According to the amended complaint, Valentine wanted to know “what is the target audience" for the Greens. He asked if the developers planned to advertise in a Jewish newspaper, and to let him know before taking out such advertisements. Valentine urged the developers to “create a non-Hasidic community," according to the document.

One of the partners told Valentine they were businessmen who "had built thousands of residential units in New York for the general public, had never once engaged in any form of discrimination, and were not about to start doing so," the amended lawsuit says.

It also quotes Valentine as saying, “This isn’t Brooklyn. People here have big guns.”

The town engineer's notes from that meeting were added as an exhibit to the amended complaint.

Local residents cited

The amended complaint, complete with video links, adds comments made by several members of the public at the town board's April 25, 2018, meeting. One said, "They’re just gonna move on to the next (town)," says one resident. "They’ve got all this money. They’ve got all these attorneys. Every attorney is Jewish nowadays."

The amended lawsuit says this comment was met with "groans of protest," and that "a local politician took the floor to suggest (the comment) be condemned lest it be used as evidence of improper motives for Town policies."

Developer Livy Schwartz said many more examples could be included than the ones added Friday.

Water letter a 'nakedly political intervention'

The amended complaint also answers a point made by the county attorney that it is the state health department, and not the county, asking for more studies and testing of the Greens' well, and that the county had simply passed on to the state concerns they had heard from local residents.

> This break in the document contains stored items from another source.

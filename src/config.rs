//! Configuration system using Figment.
//!
//! Strongly-typed configuration loading for the engine. Configuration is
//! loaded from:
//! 1. a TOML file (`config/default.toml` unless overridden on the CLI)
//! 2. environment variables prefixed with `ISI_DAQ_`
//!
//! All durations accept humantime strings ("5ms", "2s", "1m 30s"). Semantic
//! validation beyond parsing lives in [`Settings::validate`]; the tolerance
//! window and the drift policy are deliberately configuration inputs, not
//! constants.

use figment::{
    providers::{Env, Format, Toml},
    Figment,
};
use serde::{Deserialize, Serialize};
use std::path::{Path, PathBuf};
use std::time::Duration;

use crate::core::Direction;
use crate::error::{IsiError, IsiResult};

/// Top-level engine configuration.
#[derive(Debug, Clone, Serialize, Deserialize)]
pub struct Settings {
    /// Application-level settings.
    #[serde(default)]
    pub application: ApplicationSettings,
    /// Transport (control/broadcast/shared-memory) settings.
    #[serde(default)]
    pub transport: TransportSettings,
    /// Camera geometry and rate (used by simulation and channel sizing).
    #[serde(default)]
    pub camera: CameraSettings,
    /// Acquisition sequencing settings.
    #[serde(default)]
    pub acquisition: AcquisitionSettings,
    /// Timestamp synchronization settings.
    #[serde(default)]
    pub sync: SyncSettings,
    /// Analysis pipeline settings.
    #[serde(default)]
    pub analysis: AnalysisSettings,
    /// Session persistence settings.
    #[serde(default)]
    pub storage: StorageSettings,
}

/// Application-level configuration.
#[derive(Debug, Clone, Serialize, Deserialize)]
pub struct ApplicationSettings {
    /// Application name used in logs and manifests.
    #[serde(default = "default_app_name")]
    pub name: String,
    /// Logging level (trace, debug, info, warn, error).
    #[serde(default = "default_log_level")]
    pub log_level: String,
    /// Log output format ("pretty", "compact" or "json").
    #[serde(default = "default_log_format")]
    pub log_format: String,
}

/// Control and broadcast transport configuration.
#[derive(Debug, Clone, Serialize, Deserialize)]
pub struct TransportSettings {
    /// Bind address of the TCP control listener.
    #[serde(default = "default_control_bind")]
    pub control_bind: String,
    /// Deadline for answering a single control request.
    #[serde(with = "humantime_serde", default = "default_control_timeout")]
    pub control_timeout: Duration,
    /// Interval between periodic status broadcasts.
    #[serde(with = "humantime_serde", default = "default_status_interval")]
    pub status_interval: Duration,
    /// Interval between periodic health broadcasts.
    #[serde(with = "humantime_serde", default = "default_health_interval")]
    pub health_interval: Duration,
    /// Directory holding the shared-memory channel files.
    #[serde(default = "default_shm_dir")]
    pub shm_dir: PathBuf,
    /// Ring slots in the camera frame channel.
    #[serde(default = "default_camera_slots")]
    pub camera_slots: usize,
    /// Ring slots in the stimulus frame channel.
    #[serde(default = "default_stimulus_slots")]
    pub stimulus_slots: usize,
    /// Ring slots in the analysis visualization channel.
    #[serde(default = "default_analysis_slots")]
    pub analysis_slots: usize,
}

/// Camera geometry and nominal rate.
#[derive(Debug, Clone, Serialize, Deserialize)]
pub struct CameraSettings {
    /// Frame width in pixels.
    #[serde(default = "default_width")]
    pub width: u32,
    /// Frame height in pixels.
    #[serde(default = "default_height")]
    pub height: u32,
    /// Bytes per pixel (1 or 2).
    #[serde(default = "default_channel_depth")]
    pub channel_depth: u8,
    /// Nominal capture rate in frames per second.
    #[serde(default = "default_fps")]
    pub fps: f64,
}

/// Acquisition sequencing configuration.
#[derive(Debug, Clone, Serialize, Deserialize)]
pub struct AcquisitionSettings {
    /// Presentation order of sweep directions.
    #[serde(default = "default_directions")]
    pub directions: Vec<Direction>,
    /// Sweep repetitions per direction.
    #[serde(default = "default_cycles")]
    pub cycles: u32,
    /// Stimulus frames composing one full sweep cycle.
    #[serde(default = "default_frames_per_cycle")]
    pub frames_per_cycle: u32,
    /// Baseline recording duration before the first direction.
    #[serde(with = "humantime_serde", default = "default_baseline")]
    pub baseline: Duration,
    /// Pause between directions.
    #[serde(with = "humantime_serde", default = "default_inter_direction")]
    pub inter_direction: Duration,
    /// Watchdog deadline for frame-source silence.
    #[serde(with = "humantime_serde", default = "default_frame_timeout")]
    pub frame_timeout: Duration,
    /// Free-run frame interval used by Preview mode.
    #[serde(with = "humantime_serde", default = "default_preview_interval")]
    pub preview_interval: Duration,
}

/// Timestamp synchronization configuration.
#[derive(Debug, Clone, Serialize, Deserialize)]
pub struct SyncSettings {
    /// Trigger-to-capture pairing tolerance window.
    #[serde(with = "humantime_serde", default = "default_tolerance")]
    pub tolerance: Duration,
    /// Grace period after which unmatched events are logged and dropped.
    #[serde(with = "humantime_serde", default = "default_grace")]
    pub grace: Duration,
    /// Jitter bound above which `drift_exceeded()` reports true.
    #[serde(with = "humantime_serde", default = "default_jitter_bound")]
    pub jitter_bound: Duration,
    /// Whether the coordinator aborts a run on sustained drift. Default is
    /// advisory-only reporting.
    #[serde(default)]
    pub abort_on_drift: bool,
}

/// Analysis pipeline configuration.
#[derive(Debug, Clone, Serialize, Deserialize)]
pub struct AnalysisSettings {
    /// Gradient-magnitude product threshold suppressing sign-map noise.
    #[serde(default = "default_vfs_threshold")]
    pub vfs_threshold: f32,
    /// Minimum region area (pixels) kept by segmentation.
    #[serde(default = "default_min_area")]
    pub min_area_px: usize,
    /// Compute backend: "parallel" (default) or "scalar".
    #[serde(default = "default_backend")]
    pub backend: String,
}

/// Session persistence configuration.
#[derive(Debug, Clone, Serialize, Deserialize)]
pub struct StorageSettings {
    /// Root directory receiving one subdirectory per session.
    #[serde(default = "default_storage_root")]
    pub root: PathBuf,
}

// Default value functions

fn default_app_name() -> String {
    "isi_daq".to_string()
}

fn default_log_level() -> String {
    "info".to_string()
}

fn default_log_format() -> String {
    "pretty".to_string()
}

fn default_control_bind() -> String {
    "127.0.0.1:7801".to_string()
}

fn default_control_timeout() -> Duration {
    Duration::from_secs(5)
}

fn default_status_interval() -> Duration {
    Duration::from_millis(250)
}

fn default_health_interval() -> Duration {
    Duration::from_secs(1)
}

fn default_shm_dir() -> PathBuf {
    PathBuf::from("/dev/shm/isi_daq")
}

fn default_camera_slots() -> usize {
    4
}

fn default_stimulus_slots() -> usize {
    4
}

fn default_analysis_slots() -> usize {
    2
}

fn default_width() -> u32 {
    512
}

fn default_height() -> u32 {
    512
}

fn default_channel_depth() -> u8 {
    2
}

fn default_fps() -> f64 {
    30.0
}

fn default_directions() -> Vec<Direction> {
    Direction::ALL.to_vec()
}

fn default_cycles() -> u32 {
    10
}

fn default_frames_per_cycle() -> u32 {
    30
}

fn default_baseline() -> Duration {
    Duration::from_secs(5)
}

fn default_inter_direction() -> Duration {
    Duration::from_secs(2)
}

fn default_frame_timeout() -> Duration {
    Duration::from_millis(500)
}

fn default_preview_interval() -> Duration {
    Duration::from_millis(33)
}

fn default_tolerance() -> Duration {
    Duration::from_millis(5)
}

fn default_grace() -> Duration {
    Duration::from_millis(200)
}

fn default_jitter_bound() -> Duration {
    Duration::from_millis(2)
}

fn default_vfs_threshold() -> f32 {
    1e-3
}

fn default_min_area() -> usize {
    64
}

fn default_backend() -> String {
    "parallel".to_string()
}

fn default_storage_root() -> PathBuf {
    PathBuf::from("./sessions")
}

impl Default for ApplicationSettings {
    fn default() -> Self {
        Self {
            name: default_app_name(),
            log_level: default_log_level(),
            log_format: default_log_format(),
        }
    }
}

impl Default for TransportSettings {
    fn default() -> Self {
        Self {
            control_bind: default_control_bind(),
            control_timeout: default_control_timeout(),
            status_interval: default_status_interval(),
            health_interval: default_health_interval(),
            shm_dir: default_shm_dir(),
            camera_slots: default_camera_slots(),
            stimulus_slots: default_stimulus_slots(),
            analysis_slots: default_analysis_slots(),
        }
    }
}

impl Default for CameraSettings {
    fn default() -> Self {
        Self {
            width: default_width(),
            height: default_height(),
            channel_depth: default_channel_depth(),
            fps: default_fps(),
        }
    }
}

impl Default for AcquisitionSettings {
    fn default() -> Self {
        Self {
            directions: default_directions(),
            cycles: default_cycles(),
            frames_per_cycle: default_frames_per_cycle(),
            baseline: default_baseline(),
            inter_direction: default_inter_direction(),
            frame_timeout: default_frame_timeout(),
            preview_interval: default_preview_interval(),
        }
    }
}

impl Default for SyncSettings {
    fn default() -> Self {
        Self {
            tolerance: default_tolerance(),
            grace: default_grace(),
            jitter_bound: default_jitter_bound(),
            abort_on_drift: false,
        }
    }
}

impl Default for AnalysisSettings {
    fn default() -> Self {
        Self {
            vfs_threshold: default_vfs_threshold(),
            min_area_px: default_min_area(),
            backend: default_backend(),
        }
    }
}

impl Default for StorageSettings {
    fn default() -> Self {
        Self {
            root: default_storage_root(),
        }
    }
}

impl Default for Settings {
    fn default() -> Self {
        Self {
            application: ApplicationSettings::default(),
            transport: TransportSettings::default(),
            camera: CameraSettings::default(),
            acquisition: AcquisitionSettings::default(),
            sync: SyncSettings::default(),
            analysis: AnalysisSettings::default(),
            storage: StorageSettings::default(),
        }
    }
}

impl Settings {
    /// Load configuration from the default path and environment variables.
    ///
    /// Environment variables override file values with prefix `ISI_DAQ_`,
    /// e.g. `ISI_DAQ_APPLICATION_LOG_LEVEL=debug`.
    pub fn load() -> Result<Self, figment::Error> {
        Self::load_from("config/default.toml")
    }

    /// Load configuration from a specific TOML file path.
    pub fn load_from<P: AsRef<Path>>(path: P) -> Result<Self, figment::Error> {
        Figment::new()
            .merge(Toml::file(path.as_ref()))
            .merge(Env::prefixed("ISI_DAQ_").split("_"))
            .extract()
    }

    /// Validate configuration after loading.
    pub fn validate(&self) -> IsiResult<()> {
        let valid_levels = ["trace", "debug", "info", "warn", "error"];
        if !valid_levels.contains(&self.application.log_level.as_str()) {
            return Err(IsiError::Configuration(format!(
                "invalid log_level '{}', must be one of: {}",
                self.application.log_level,
                valid_levels.join(", ")
            )));
        }

        if !matches!(self.camera.channel_depth, 1 | 2) {
            return Err(IsiError::Configuration(format!(
                "channel_depth must be 1 or 2, got {}",
                self.camera.channel_depth
            )));
        }
        if self.camera.fps <= 0.0 {
            return Err(IsiError::Configuration("camera fps must be positive".into()));
        }

        for slots in [
            self.transport.camera_slots,
            self.transport.stimulus_slots,
            self.transport.analysis_slots,
        ] {
            if slots < 2 {
                return Err(IsiError::Configuration(format!(
                    "shared-memory channels need at least 2 slots, got {slots}"
                )));
            }
        }

        if self.acquisition.cycles == 0 {
            return Err(IsiError::Configuration("cycles must be at least 1".into()));
        }
        if self.acquisition.frames_per_cycle == 0 {
            return Err(IsiError::Configuration(
                "frames_per_cycle must be at least 1".into(),
            ));
        }
        if self.acquisition.directions.is_empty() {
            return Err(IsiError::Configuration(
                "at least one sweep direction must be configured".into(),
            ));
        }

        if self.sync.tolerance.is_zero() {
            return Err(IsiError::Configuration(
                "sync tolerance window must be positive".into(),
            ));
        }
        if self.sync.grace < self.sync.tolerance {
            return Err(IsiError::Configuration(
                "sync grace period must not be shorter than the tolerance window".into(),
            ));
        }

        if !matches!(self.analysis.backend.as_str(), "parallel" | "scalar") {
            return Err(IsiError::Configuration(format!(
                "unknown analysis backend '{}', expected 'parallel' or 'scalar'",
                self.analysis.backend
            )));
        }

        Ok(())
    }
}

#[cfg(test)]
mod tests {
    use super::*;

    #[test]
    fn defaults_pass_validation() {
        let settings = Settings::default();
        assert!(settings.validate().is_ok());
    }

    #[test]
    fn rejects_single_slot_channel() {
        let mut settings = Settings::default();
        settings.transport.camera_slots = 1;
        assert!(settings.validate().is_err());
    }

    #[test]
    fn rejects_grace_shorter_than_tolerance() {
        let mut settings = Settings::default();
        settings.sync.grace = Duration::from_millis(1);
        settings.sync.tolerance = Duration::from_millis(5);
        assert!(settings.validate().is_err());
    }

    #[test]
    fn parses_humantime_durations() {
        let toml = r#"
            [sync]
            tolerance = "5ms"
            grace = "250ms"

            [acquisition]
            baseline = "10s"
            cycles = 2
        "#;
        let settings: Settings = Figment::new().merge(Toml::string(toml)).extract().unwrap();
        assert_eq!(settings.sync.tolerance, Duration::from_millis(5));
        assert_eq!(settings.acquisition.baseline, Duration::from_secs(10));
        assert_eq!(settings.acquisition.cycles, 2);
    }
}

The amended complaint says the county health department's letter recommending that the state conduct more studies "false, disingenuous, nakedly political intervention dressed up as a hydrological engineering concern." It says the county was trying to create the false impression there had been significant growth in the vicinity of the Greens that would affect the wells that would affect the wells, when "there had been no growth that gave pause to the County about courting Great Wolf Lodge to build a major indoor water-park resort nearby, or about converting The Greens to an industrial facility, either of which would use far more water than 431 residences."

The complaint says the county had also failed to inform the state that, only one month earlier, senior county health engineer Greg Moore granted a five-year extension, to July 17, 2023, of its own approval of the Greens’ water system.